▶ **WORK TO COMPLETE**:
From the entries that follow, list every line in which the string "token" appears.

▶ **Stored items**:

= Beginning of Section =

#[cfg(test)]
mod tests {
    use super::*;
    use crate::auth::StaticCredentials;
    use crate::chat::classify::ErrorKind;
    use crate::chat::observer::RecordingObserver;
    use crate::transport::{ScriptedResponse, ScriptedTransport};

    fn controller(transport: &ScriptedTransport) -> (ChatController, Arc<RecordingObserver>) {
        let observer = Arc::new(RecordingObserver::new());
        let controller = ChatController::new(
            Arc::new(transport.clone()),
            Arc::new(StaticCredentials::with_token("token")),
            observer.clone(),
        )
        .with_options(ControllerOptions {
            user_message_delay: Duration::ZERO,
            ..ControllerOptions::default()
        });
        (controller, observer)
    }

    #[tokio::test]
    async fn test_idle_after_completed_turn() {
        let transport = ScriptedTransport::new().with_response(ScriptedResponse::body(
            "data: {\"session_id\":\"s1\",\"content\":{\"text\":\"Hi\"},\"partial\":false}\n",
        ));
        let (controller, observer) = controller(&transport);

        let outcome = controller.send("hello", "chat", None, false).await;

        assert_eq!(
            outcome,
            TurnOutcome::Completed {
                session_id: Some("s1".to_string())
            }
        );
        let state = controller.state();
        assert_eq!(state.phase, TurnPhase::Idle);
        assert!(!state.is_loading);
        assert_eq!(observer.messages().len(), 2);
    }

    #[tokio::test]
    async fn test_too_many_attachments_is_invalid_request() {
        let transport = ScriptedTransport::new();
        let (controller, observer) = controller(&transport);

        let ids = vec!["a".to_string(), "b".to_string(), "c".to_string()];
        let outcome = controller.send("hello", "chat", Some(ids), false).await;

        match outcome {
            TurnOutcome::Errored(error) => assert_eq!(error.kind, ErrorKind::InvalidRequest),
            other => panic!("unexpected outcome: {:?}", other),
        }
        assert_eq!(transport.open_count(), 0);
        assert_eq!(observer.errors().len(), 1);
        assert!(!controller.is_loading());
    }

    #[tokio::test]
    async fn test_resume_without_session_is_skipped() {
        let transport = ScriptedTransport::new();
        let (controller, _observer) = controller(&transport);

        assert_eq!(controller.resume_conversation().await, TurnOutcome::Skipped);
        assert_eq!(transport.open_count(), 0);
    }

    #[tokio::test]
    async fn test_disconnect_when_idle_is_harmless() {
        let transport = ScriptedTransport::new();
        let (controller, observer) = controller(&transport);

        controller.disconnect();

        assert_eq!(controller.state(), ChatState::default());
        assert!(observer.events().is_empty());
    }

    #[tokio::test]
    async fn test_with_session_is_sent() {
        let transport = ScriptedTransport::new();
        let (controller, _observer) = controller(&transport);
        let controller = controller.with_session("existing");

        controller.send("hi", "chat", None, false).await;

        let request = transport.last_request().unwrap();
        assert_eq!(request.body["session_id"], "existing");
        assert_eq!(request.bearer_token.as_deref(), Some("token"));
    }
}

= End of Section =

▶ **TASK OUTPUT**:
            Arc::new(StaticCredentials::with_token("token")),
        assert_eq!(request.bearer_token.as_deref(), Some("token"));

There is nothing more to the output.